Почт­мей­стер ничего не отве­тил, опять раз­жег сур­гуч, но, кап­нув себе на руку, вско­чил, зары­чал и сел опять.

— Почему я дол­жен знать — кто такой папа? — про­го­во­рил он крайне недоб­ро­же­ла­тельно. — Тут каж­дый — папа, тут все — папы…

— Что вы говорите?

— Что у вас тысячу пап — говорю, — почт­мей­стер даже плю­нул под стол. Фами­лия, фами­лия, спра­ши­ваю, этому папе-то как? — Он швыр­нул сур­гуч и только после ответа Никиты выта­щил из стола пачку писем.

Никита поло­жил их в сумку, спро­сил робко:

— А жур­на­лов, газет разве нет? Почт­мей­стер начал наду­ваться. Никита, не дожи­да­ясь ответа, скрылся за дверью.

У поч­то­вого столба Кло­пик топал ногой и обхле­сты­вал себя хво­стом, — до того его обле­пили мухи. Два малень­ких, изма­зан­ных квас­ною гущей маль­чика, с льня­ными воло­сами, гля­дели на лошадь.

— Посто­ро­нись! — крик­нул им Никита, садясь в седло.

Один из маль­чи­ков сел в пыль, дру­гой повер­нулся и побе­жал. В окошко было видно, как в руке у почт­мей­стера опять пылал сургуч.

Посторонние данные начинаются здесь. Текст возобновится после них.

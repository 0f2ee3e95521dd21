//! CogniCode Core Library
//!
//! Program synthesis by Monte Carlo Tree Search: candidate continuations come
//! from a [`CandidateGenerator`], each resulting program is graded by running
//! it against a hidden validation script in a [`Sandbox`], and the outcome
//! steers further search.

pub mod config;
pub mod error;
pub mod generator;
pub mod obs;
pub mod sandbox;
pub mod search;
pub mod telemetry;
pub mod tree;

pub use config::{EngineConfig, SearchConfig};
pub use error::{Result, SynthError};
pub use generator::{
    CandidateGenerator, CandidateSource, CommandSource, GeneratorError, MockGenerator,
    OracleCommand, RetryConfig, RetryingGenerator, ScriptedGenerator,
};
pub use sandbox::{ErrorKind, Evaluator, ExecutionResult, Sandbox, SandboxConfig, SyntaxPolicy};
pub use search::{SearchEngine, SearchOutcome, SearchProblem};
pub use telemetry::init_tracing;
pub use tree::{Node, NodeId, SearchTree};

/// CogniCode version
pub const VERSION: &str = env!("CARGO_PKG_VERSION");
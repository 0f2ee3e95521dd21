//! Monte Carlo Tree Search over partial programs.
//!
//! Each iteration selects a node by UCB1 descent, expands it once it has
//! been visited, grades one state through an [`Evaluator`](crate::sandbox::Evaluator)
//! and backpropagates the shaped reward to the root.

pub mod engine;
pub mod problem;
pub mod progress;
pub mod reward;

pub use engine::{SearchEngine, SearchOutcome};
pub use problem::SearchProblem;
pub use progress::progress_line;
pub use reward::{reward_for, REWARD_RUNNABLE, REWARD_SUCCESS, REWARD_SYNTAX, REWARD_TIMEOUT};
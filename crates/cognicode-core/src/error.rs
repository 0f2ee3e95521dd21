//! Error taxonomy for CogniCode.
//!
//! Search outcomes (syntax errors, failing harnesses, timeouts) are not errors:
//! they are graded results. These variants cover configuration and host I/O.

/// CogniCode errors.
#[derive(Debug, thiserror::Error)]
pub enum SynthError {
    #[error("invalid config: {0}")]
    InvalidConfig(String),

    #[error("config parse error: {0}")]
    ConfigParse(#[from] toml::de::Error),

    #[error("serialization error: {0}")]
    Serialization(#[from] serde_json::Error),

    #[error("io error: {0}")]
    Io(#[from] std::io::Error),
}

/// Result type for CogniCode operations.
pub type Result<T> = std::result::Result<T, SynthError>;
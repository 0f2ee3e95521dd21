//! Offline generator for the recursive factorial demo.

use async_trait::async_trait;

use super::CandidateGenerator;

/// Deterministic stand-in for a real oracle.
///
/// Walks a fixed three-step script toward a recursive `factorial`, offering
/// one correct and two flawed continuations at each step. Anything off the
/// script gets `pass`.
#[derive(Debug, Clone, Copy, Default)]
pub struct MockGenerator;

impl MockGenerator {
    pub fn new() -> Self {
        Self
    }

    fn candidates_for(state: &str) -> &'static [&'static str] {
        if !state.contains("def") {
            &["def factorial(n):", "def solve(n):", "def fact(x):"]
        } else if state.contains("factorial(n):") && !state.contains("if") {
            &[
                "    if n == 0: return 1",
                "    if n == 1: return 1",
                "    if n < 0: return None",
            ]
        } else if state.contains("return 1") && !state.contains("return n") {
            &[
                "    return n * factorial(n-1)",
                "    return n * factorial(n)",
                "    return n + factorial(n-1)",
            ]
        } else {
            &["    pass"]
        }
    }
}

#[async_trait]
impl CandidateGenerator for MockGenerator {
    async fn generate_candidates(
        &self,
        _problem: &str,
        current_state: &str,
        n: usize,
    ) -> Vec<String> {
        Self::candidates_for(current_state)
            .iter()
            .take(n.max(1))
            .map(|c| c.to_string())
            .collect()
    }
}

#[cfg(test)]
mod tests {
    use super::*;

    #[tokio::test]
    async fn test_script_progression() {
        let gen = MockGenerator::new();
        let step1 = gen.generate_candidates("", "", 3).await;
        assert_eq!(step1[0], "def factorial(n):");

        let step2 = gen.generate_candidates("", "def factorial(n):", 3).await;
        assert_eq!(step2[0], "    if n == 0: return 1");

        let step3 = gen
            .generate_candidates("", "def factorial(n):\n    if n == 0: return 1", 3)
            .await;
        assert_eq!(step3[0], "    return n * factorial(n-1)");
    }

    #[tokio::test]
    async fn test_off_script_yields_pass_and_respects_n() {
        let gen = MockGenerator::new();
        assert_eq!(gen.generate_candidates("", "def solve(n):", 3).await, vec!["    pass"]);
        assert_eq!(gen.generate_candidates("", "", 1).await.len(), 1);
        assert_eq!(gen.generate_candidates("", "", 0).await.len(), 1);
    }
}
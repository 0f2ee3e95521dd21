//! Structured observability hooks for the search lifecycle.
//!
//! - `search_span`: span tagging everything inside a run with `run_id`
//! - `emit_*`: one function per lifecycle event
//!
//! Events are emitted at `info!` (per-iteration at `debug!`), filtered through
//! `RUST_LOG`.

use tracing::{debug, info, warn, Span};

/// Span tagging everything inside one search run with its `run_id`.
///
/// Attach with `tracing::Instrument` so it stays correct across awaits.
pub fn search_span(run_id: &str) -> Span {
    tracing::info_span!("cognicode.search", run_id = %run_id)
}

pub fn emit_search_started(run_id: &str, iterations: u32, root_len: usize) {
    info!(
        event = "search.started",
        run_id = %run_id,
        iterations = iterations,
        root_len = root_len,
    );
}

pub fn emit_iteration(iteration: u32, depth: usize, reward: f64, tree_size: usize) {
    debug!(
        event = "search.iteration",
        iteration = iteration,
        depth = depth,
        reward = reward,
        tree_size = tree_size,
    );
}

pub fn emit_solution_found(run_id: &str, iteration: u32, depth: usize) {
    info!(
        event = "search.solved",
        run_id = %run_id,
        iteration = iteration,
        depth = depth,
    );
}

/// Budget ran out without a passing candidate (warning level).
pub fn emit_budget_exhausted(run_id: &str, iterations: u32, tree_size: usize) {
    warn!(
        event = "search.exhausted",
        run_id = %run_id,
        iterations = iterations,
        tree_size = tree_size,
    );
}

/// Generator broke its contract and returned nothing (warning level).
pub fn emit_empty_expansion(depth: usize) {
    warn!(event = "search.empty_expansion", depth = depth);
}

Выехав из села в степь, золо­ти­сто-жел­тую и горя­чую от спе­лых хле­бов, пустив Кло­пика идти воль­ным шагом, Никита рас­крыл сумку и пере­смот­рел почту.

Одно из писем было малень­кое в светло-лило­вом кон­вер­тике, над­пи­сан­ное боль­шими бук­вами — «Пере­дать Никите». Пись­мецо было на кру­жев­ной бумажке. Мигая от вол­не­ния, Никита прочел:

«Милый Никита, я вас совсем не забыла. Я вас очень люблю. Мы живем на даче. И наша дача очень хоро­шень­кая. Хотя Вик­тор очень при­стает, не дает мне жить. Он отбился у мамы от рук. Ему в тре­тий раз обстригли машин­кой волосы, и он ходит весь рас­ца­ра­пан­ный. Я гуляю одна в нашем саду. У нас есть качели и даже яблоки, кото­рые еще не поспели. А помните про вол­шеб­ный лес? При­ез­жайте осе­нью к нам в Самару. Ваше колечко я еще не поте­ряла. До сви­да­ния. Лиля».

Несколько раз пере­чел Никита это уди­ви­тель­ное письмо. Из него пах­нуло вдруг пре­ле­стью отле­тев­ших рож­де­ствен­ских дней. Затеп­ли­лись свечи. Пока­чи­ва­ясь тенью на стене, появился боль­шой бант над вни­ма­тель­ными синими гла­зами девочки, зашур­шали елоч­ные цепи, заис­крился лун­ный свет в замерз­ших окнах. При­зрач­ным све­том были залиты снеж­ные крыши, белые дере­вья, снеж­ные поля… Под лам­пой, у круг­лого стола, снова сидела Лиля, обло­ко­тив­шись на кула­чок… Колдовство.